Instructions for the task> Whenever the string "underlying" turns up in a line below, that line should be copied.

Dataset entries
┄┄┄┄┄┄┄┄┄┄

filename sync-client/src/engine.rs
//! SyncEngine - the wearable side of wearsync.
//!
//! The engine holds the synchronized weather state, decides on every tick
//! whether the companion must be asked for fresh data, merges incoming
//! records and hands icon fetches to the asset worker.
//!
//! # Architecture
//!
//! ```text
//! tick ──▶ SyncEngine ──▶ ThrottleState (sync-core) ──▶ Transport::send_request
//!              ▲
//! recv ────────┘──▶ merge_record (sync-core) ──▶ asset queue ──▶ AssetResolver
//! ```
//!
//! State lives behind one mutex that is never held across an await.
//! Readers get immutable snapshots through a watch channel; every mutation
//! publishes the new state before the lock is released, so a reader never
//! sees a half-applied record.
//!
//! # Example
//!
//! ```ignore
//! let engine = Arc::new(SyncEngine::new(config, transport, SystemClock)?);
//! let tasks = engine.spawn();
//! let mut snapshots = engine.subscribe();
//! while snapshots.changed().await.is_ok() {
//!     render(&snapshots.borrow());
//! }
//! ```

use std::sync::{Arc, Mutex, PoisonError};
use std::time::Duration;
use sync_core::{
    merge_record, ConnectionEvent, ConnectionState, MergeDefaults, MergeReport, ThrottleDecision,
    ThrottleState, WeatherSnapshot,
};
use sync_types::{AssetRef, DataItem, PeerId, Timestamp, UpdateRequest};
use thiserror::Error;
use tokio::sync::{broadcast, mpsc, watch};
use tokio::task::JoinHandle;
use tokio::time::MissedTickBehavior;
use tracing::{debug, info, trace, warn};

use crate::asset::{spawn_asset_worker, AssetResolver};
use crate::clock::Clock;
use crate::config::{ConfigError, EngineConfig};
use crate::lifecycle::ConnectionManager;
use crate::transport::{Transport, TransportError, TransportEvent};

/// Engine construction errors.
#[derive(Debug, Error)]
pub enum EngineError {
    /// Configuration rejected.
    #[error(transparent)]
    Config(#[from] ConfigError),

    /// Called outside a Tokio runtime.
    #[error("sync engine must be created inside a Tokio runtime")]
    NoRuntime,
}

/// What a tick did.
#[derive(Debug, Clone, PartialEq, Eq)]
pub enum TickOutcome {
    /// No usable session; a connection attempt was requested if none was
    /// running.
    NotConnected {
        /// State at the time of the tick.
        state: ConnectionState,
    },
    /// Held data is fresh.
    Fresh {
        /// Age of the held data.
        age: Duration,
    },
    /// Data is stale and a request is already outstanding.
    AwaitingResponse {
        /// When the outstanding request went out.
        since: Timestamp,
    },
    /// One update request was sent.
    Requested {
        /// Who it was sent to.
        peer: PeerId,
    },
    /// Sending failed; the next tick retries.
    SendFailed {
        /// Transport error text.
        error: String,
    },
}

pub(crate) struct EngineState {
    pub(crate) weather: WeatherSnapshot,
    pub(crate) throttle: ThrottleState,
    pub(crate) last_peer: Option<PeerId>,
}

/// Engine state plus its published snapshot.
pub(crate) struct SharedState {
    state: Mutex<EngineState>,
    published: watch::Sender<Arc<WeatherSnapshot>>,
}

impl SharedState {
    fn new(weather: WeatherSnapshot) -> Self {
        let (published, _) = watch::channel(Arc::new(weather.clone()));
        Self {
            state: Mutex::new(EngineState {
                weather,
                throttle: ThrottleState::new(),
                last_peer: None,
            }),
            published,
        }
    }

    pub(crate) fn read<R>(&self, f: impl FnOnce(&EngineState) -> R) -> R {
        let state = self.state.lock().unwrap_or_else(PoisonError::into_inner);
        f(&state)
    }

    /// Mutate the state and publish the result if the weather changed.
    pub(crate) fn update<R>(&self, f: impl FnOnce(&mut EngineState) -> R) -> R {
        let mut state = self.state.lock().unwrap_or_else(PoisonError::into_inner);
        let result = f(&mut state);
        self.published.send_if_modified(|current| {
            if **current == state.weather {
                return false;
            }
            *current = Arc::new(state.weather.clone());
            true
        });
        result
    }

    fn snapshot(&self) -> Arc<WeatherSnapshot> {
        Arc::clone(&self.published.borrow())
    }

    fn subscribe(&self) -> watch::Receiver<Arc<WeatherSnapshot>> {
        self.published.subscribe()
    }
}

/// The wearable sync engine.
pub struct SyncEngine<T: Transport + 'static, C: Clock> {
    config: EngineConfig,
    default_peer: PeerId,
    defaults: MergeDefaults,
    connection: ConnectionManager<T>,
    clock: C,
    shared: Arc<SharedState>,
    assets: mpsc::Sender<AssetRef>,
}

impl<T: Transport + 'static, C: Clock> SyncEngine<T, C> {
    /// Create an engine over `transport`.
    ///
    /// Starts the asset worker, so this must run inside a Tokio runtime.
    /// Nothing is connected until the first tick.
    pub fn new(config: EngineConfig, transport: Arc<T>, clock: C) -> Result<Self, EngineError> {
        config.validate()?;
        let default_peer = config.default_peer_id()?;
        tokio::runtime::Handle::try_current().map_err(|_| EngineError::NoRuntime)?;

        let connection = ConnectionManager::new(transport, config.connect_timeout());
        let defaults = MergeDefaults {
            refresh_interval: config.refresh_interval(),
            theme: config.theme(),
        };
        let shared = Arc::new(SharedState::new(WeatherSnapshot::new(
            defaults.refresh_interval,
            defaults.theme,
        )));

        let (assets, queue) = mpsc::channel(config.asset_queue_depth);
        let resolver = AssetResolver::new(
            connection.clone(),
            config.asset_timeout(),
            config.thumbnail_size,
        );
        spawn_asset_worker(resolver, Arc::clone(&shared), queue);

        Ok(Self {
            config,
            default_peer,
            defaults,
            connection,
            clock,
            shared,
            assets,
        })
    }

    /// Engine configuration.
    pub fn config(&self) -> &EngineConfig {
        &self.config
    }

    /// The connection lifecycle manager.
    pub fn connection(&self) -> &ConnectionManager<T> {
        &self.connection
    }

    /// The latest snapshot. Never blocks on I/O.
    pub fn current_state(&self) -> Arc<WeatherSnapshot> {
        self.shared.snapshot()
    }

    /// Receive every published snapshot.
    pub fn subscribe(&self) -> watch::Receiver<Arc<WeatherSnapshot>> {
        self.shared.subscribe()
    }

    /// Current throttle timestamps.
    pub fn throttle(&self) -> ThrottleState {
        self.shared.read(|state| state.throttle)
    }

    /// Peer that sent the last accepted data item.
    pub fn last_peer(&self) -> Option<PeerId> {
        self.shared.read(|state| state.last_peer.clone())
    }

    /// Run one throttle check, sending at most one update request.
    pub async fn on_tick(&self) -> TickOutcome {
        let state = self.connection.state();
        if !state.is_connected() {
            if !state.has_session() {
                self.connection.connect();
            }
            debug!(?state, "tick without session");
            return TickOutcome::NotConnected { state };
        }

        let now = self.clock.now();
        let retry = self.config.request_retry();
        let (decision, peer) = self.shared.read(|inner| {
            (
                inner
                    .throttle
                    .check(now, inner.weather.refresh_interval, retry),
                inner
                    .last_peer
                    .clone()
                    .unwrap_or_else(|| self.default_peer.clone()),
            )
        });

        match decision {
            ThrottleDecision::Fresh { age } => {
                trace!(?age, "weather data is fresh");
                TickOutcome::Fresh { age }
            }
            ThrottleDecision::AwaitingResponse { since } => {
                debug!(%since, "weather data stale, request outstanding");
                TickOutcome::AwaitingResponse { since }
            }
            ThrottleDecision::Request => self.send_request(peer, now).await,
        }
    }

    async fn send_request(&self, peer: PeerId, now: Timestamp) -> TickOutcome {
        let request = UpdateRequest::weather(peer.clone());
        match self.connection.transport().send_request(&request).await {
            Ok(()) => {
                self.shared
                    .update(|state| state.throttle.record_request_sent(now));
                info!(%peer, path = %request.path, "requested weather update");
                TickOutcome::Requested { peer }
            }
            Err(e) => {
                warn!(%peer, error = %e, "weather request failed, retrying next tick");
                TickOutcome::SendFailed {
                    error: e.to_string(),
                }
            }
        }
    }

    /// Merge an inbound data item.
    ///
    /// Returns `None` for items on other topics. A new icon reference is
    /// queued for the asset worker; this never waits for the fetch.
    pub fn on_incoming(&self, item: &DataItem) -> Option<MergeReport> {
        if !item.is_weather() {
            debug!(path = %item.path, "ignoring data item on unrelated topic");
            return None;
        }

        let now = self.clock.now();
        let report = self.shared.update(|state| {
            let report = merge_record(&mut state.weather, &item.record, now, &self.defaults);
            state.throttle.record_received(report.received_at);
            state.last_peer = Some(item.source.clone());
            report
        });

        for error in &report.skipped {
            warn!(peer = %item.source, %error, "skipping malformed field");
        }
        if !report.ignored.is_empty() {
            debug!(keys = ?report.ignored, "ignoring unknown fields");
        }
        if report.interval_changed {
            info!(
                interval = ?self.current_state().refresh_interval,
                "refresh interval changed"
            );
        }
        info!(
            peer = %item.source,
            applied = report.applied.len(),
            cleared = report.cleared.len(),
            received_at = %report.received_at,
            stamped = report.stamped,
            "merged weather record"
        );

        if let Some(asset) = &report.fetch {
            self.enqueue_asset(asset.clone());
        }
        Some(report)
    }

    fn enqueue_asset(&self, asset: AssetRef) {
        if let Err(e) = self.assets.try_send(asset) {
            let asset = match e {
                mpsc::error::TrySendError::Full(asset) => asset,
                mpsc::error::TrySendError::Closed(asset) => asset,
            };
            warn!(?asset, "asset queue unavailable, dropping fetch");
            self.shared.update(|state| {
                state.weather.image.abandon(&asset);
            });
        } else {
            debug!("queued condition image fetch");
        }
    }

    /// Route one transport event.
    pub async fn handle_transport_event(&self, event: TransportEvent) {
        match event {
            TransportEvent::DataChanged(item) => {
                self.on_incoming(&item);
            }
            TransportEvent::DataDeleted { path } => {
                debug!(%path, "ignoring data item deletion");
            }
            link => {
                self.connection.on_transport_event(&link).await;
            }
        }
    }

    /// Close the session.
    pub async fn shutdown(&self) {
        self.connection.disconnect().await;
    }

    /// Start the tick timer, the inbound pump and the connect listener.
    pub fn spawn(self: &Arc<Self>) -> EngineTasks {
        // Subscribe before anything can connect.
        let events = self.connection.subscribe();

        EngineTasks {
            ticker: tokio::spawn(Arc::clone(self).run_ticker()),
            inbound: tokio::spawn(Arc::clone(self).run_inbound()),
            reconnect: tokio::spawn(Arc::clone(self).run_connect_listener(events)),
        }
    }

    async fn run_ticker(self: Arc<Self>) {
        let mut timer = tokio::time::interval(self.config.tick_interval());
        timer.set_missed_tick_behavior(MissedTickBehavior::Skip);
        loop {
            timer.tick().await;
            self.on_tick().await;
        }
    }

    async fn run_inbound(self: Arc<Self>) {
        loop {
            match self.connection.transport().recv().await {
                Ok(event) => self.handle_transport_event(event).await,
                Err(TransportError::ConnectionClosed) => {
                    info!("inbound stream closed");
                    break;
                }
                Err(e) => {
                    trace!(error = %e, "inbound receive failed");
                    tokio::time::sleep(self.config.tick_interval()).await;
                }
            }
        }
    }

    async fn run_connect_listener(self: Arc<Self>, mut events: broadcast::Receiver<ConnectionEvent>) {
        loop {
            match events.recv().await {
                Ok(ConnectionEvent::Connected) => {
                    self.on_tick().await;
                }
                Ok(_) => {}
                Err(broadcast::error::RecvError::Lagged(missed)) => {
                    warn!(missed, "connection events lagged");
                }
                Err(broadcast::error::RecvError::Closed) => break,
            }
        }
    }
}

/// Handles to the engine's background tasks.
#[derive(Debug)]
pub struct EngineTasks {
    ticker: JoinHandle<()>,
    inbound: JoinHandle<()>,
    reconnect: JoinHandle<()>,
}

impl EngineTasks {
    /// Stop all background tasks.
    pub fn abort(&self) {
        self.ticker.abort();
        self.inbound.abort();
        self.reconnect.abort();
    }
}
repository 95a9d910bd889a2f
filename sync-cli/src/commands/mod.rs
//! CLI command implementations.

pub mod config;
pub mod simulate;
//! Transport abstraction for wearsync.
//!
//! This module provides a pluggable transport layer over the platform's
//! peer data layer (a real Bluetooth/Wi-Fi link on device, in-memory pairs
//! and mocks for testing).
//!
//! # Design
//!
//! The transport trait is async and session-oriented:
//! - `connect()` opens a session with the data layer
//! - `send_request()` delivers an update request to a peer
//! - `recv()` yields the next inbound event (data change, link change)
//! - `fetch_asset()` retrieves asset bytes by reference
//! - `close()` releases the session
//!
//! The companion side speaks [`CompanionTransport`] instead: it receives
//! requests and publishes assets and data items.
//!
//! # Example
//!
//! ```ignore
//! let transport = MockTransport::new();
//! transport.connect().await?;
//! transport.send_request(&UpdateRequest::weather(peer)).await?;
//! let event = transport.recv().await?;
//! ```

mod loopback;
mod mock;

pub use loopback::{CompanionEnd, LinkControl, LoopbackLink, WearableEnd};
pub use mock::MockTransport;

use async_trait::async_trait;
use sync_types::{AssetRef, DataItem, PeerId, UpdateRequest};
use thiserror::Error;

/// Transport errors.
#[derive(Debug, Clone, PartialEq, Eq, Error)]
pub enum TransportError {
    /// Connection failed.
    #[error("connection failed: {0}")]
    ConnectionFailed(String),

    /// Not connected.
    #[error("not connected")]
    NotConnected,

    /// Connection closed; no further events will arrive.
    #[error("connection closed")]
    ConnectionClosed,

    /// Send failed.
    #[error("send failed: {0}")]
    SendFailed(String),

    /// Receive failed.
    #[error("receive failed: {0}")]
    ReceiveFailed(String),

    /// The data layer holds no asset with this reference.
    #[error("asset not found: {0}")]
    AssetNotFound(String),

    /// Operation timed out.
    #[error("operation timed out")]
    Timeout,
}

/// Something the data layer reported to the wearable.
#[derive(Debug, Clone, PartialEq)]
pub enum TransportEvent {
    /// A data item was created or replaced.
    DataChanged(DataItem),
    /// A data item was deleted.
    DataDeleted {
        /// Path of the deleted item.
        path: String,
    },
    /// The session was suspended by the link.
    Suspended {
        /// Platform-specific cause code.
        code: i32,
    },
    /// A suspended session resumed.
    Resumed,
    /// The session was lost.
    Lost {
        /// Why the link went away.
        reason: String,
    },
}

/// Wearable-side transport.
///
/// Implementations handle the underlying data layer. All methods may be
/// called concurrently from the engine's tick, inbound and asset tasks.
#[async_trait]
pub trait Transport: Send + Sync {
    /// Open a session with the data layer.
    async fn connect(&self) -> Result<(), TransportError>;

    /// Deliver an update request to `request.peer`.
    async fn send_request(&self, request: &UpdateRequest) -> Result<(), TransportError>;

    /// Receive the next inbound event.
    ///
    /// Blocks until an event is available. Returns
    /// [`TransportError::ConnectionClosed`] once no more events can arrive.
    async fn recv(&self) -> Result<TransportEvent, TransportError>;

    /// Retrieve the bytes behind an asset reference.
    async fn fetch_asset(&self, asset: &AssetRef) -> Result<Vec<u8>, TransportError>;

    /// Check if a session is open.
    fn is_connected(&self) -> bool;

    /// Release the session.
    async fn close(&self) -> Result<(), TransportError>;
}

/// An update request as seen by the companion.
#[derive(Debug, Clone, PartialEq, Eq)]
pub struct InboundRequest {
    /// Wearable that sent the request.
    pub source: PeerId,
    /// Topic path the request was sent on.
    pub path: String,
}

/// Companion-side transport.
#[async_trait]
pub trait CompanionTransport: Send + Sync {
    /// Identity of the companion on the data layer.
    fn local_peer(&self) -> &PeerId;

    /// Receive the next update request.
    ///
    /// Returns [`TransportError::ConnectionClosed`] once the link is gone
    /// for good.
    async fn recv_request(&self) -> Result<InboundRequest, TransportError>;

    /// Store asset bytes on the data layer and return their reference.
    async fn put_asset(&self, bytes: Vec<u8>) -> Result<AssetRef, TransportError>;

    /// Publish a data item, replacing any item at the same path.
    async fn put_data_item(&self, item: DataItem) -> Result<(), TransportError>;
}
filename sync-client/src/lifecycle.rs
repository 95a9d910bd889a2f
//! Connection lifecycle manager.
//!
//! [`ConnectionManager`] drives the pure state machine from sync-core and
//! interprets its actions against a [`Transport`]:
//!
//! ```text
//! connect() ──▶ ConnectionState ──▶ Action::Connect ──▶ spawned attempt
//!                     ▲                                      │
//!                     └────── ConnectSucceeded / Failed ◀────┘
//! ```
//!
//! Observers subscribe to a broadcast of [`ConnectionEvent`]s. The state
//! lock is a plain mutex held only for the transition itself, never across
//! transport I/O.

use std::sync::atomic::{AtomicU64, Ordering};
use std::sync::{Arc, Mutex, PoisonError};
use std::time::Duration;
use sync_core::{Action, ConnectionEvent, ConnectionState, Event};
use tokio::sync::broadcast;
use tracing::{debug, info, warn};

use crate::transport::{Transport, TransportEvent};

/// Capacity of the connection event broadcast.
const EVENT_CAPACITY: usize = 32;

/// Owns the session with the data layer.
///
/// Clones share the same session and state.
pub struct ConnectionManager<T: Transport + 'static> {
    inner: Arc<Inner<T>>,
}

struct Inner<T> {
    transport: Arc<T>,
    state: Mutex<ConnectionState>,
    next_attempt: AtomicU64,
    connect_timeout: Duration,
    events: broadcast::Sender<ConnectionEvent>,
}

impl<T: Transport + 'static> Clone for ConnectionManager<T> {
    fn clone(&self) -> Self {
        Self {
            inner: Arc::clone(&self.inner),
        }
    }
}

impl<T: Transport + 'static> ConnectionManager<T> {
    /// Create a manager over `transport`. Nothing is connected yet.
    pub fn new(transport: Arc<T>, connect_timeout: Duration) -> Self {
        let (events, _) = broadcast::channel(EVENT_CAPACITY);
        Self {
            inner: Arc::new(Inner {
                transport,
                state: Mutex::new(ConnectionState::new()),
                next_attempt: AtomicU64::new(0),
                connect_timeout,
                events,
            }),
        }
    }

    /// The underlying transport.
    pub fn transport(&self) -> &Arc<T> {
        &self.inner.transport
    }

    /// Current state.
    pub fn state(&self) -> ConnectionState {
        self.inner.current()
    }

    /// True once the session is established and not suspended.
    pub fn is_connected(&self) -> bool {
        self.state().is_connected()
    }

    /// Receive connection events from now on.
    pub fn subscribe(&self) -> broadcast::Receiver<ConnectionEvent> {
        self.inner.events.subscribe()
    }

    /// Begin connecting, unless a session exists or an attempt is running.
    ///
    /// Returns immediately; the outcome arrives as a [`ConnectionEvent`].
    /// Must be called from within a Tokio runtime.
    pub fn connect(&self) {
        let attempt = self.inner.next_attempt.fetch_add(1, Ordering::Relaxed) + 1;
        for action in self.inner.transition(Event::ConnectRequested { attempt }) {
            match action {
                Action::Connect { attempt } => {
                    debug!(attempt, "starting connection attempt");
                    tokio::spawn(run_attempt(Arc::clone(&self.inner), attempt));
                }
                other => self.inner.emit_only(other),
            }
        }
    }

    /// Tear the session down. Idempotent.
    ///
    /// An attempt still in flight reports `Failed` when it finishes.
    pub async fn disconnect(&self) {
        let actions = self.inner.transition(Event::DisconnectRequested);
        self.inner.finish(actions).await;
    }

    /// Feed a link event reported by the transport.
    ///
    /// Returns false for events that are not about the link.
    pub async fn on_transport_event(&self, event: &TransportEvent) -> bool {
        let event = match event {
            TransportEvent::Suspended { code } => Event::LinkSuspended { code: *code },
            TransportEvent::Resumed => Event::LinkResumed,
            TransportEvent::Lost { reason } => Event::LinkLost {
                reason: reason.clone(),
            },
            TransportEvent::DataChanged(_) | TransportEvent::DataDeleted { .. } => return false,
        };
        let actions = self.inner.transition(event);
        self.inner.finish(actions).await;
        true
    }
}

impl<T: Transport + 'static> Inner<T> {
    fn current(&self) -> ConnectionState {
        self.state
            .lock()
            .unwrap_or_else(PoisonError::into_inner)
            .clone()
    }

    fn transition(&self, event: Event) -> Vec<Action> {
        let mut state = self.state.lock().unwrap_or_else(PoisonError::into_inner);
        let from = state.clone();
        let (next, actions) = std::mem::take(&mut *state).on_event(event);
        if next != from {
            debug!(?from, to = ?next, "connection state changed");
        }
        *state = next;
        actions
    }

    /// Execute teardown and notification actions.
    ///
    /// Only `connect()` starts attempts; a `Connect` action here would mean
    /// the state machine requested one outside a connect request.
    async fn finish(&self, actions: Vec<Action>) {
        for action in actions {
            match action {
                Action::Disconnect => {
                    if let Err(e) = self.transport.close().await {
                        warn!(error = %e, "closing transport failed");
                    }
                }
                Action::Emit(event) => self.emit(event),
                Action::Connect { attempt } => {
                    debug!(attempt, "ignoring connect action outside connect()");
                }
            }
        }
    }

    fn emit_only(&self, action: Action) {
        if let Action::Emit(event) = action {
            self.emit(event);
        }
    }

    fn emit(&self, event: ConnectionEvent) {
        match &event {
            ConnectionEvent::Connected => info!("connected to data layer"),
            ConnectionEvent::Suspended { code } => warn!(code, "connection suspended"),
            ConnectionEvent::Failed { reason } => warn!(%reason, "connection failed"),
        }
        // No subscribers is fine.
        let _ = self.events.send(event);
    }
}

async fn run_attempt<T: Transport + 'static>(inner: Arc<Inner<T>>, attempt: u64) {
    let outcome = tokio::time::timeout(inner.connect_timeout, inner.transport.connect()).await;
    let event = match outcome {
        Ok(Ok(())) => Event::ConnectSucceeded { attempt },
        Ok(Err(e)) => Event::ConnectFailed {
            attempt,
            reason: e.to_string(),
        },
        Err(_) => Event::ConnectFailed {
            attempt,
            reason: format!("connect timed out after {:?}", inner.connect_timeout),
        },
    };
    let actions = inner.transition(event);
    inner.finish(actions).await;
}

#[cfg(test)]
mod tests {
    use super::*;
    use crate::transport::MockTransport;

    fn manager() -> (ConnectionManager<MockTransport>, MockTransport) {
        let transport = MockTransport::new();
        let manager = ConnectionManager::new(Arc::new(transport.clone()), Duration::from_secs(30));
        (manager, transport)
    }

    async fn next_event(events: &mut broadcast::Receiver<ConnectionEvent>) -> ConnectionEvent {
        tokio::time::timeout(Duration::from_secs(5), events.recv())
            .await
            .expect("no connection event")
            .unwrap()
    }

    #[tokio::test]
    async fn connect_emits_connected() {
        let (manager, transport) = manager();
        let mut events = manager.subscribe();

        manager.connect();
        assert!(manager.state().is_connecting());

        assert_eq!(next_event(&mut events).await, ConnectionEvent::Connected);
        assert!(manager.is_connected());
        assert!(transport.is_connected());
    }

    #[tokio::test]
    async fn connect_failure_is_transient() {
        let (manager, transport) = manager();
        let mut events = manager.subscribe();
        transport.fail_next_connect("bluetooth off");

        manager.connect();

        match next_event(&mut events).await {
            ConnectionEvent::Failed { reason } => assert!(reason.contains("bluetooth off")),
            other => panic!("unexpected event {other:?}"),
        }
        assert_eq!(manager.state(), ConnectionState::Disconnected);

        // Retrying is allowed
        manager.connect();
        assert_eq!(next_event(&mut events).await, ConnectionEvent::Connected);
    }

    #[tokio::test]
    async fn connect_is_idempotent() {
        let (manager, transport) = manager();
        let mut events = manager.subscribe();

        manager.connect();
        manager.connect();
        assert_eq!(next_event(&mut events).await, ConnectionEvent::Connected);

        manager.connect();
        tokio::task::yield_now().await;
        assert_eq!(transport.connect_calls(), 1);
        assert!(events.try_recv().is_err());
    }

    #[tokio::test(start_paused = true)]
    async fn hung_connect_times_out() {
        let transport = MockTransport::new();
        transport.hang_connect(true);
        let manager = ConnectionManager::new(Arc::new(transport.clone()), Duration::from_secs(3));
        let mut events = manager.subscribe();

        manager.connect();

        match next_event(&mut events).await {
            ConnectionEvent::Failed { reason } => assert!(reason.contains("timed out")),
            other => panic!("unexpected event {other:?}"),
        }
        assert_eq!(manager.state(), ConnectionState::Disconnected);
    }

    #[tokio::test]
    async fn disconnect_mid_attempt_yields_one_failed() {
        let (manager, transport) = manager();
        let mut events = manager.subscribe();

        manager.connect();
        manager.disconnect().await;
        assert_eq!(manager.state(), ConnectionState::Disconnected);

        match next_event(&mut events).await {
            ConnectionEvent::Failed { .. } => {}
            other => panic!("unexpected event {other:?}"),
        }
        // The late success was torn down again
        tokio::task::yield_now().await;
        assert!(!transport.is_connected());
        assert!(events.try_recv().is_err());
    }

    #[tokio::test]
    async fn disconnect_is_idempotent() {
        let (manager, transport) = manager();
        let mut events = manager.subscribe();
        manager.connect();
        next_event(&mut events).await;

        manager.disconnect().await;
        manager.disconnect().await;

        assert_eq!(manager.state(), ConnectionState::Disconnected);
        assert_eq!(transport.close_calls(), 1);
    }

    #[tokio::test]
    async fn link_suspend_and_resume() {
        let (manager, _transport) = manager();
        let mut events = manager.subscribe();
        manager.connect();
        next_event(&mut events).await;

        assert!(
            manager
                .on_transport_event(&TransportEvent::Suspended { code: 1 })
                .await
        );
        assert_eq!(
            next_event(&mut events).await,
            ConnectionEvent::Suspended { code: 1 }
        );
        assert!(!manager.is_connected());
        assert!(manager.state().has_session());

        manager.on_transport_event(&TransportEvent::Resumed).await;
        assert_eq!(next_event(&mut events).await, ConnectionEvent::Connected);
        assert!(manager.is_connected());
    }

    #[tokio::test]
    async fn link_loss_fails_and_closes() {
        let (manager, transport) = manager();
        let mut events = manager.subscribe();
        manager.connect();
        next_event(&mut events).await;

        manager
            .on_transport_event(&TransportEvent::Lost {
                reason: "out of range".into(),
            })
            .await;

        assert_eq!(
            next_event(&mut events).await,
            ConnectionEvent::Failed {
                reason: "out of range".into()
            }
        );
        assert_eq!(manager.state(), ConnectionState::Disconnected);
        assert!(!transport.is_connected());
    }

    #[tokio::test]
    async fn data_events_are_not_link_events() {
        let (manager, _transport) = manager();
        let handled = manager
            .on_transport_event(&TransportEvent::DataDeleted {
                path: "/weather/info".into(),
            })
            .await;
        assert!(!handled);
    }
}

┄┄┄┄┄┄┄┄┄┄

The answer>
/// Implementations handle the underlying data layer. All methods may be
    /// The underlying transport.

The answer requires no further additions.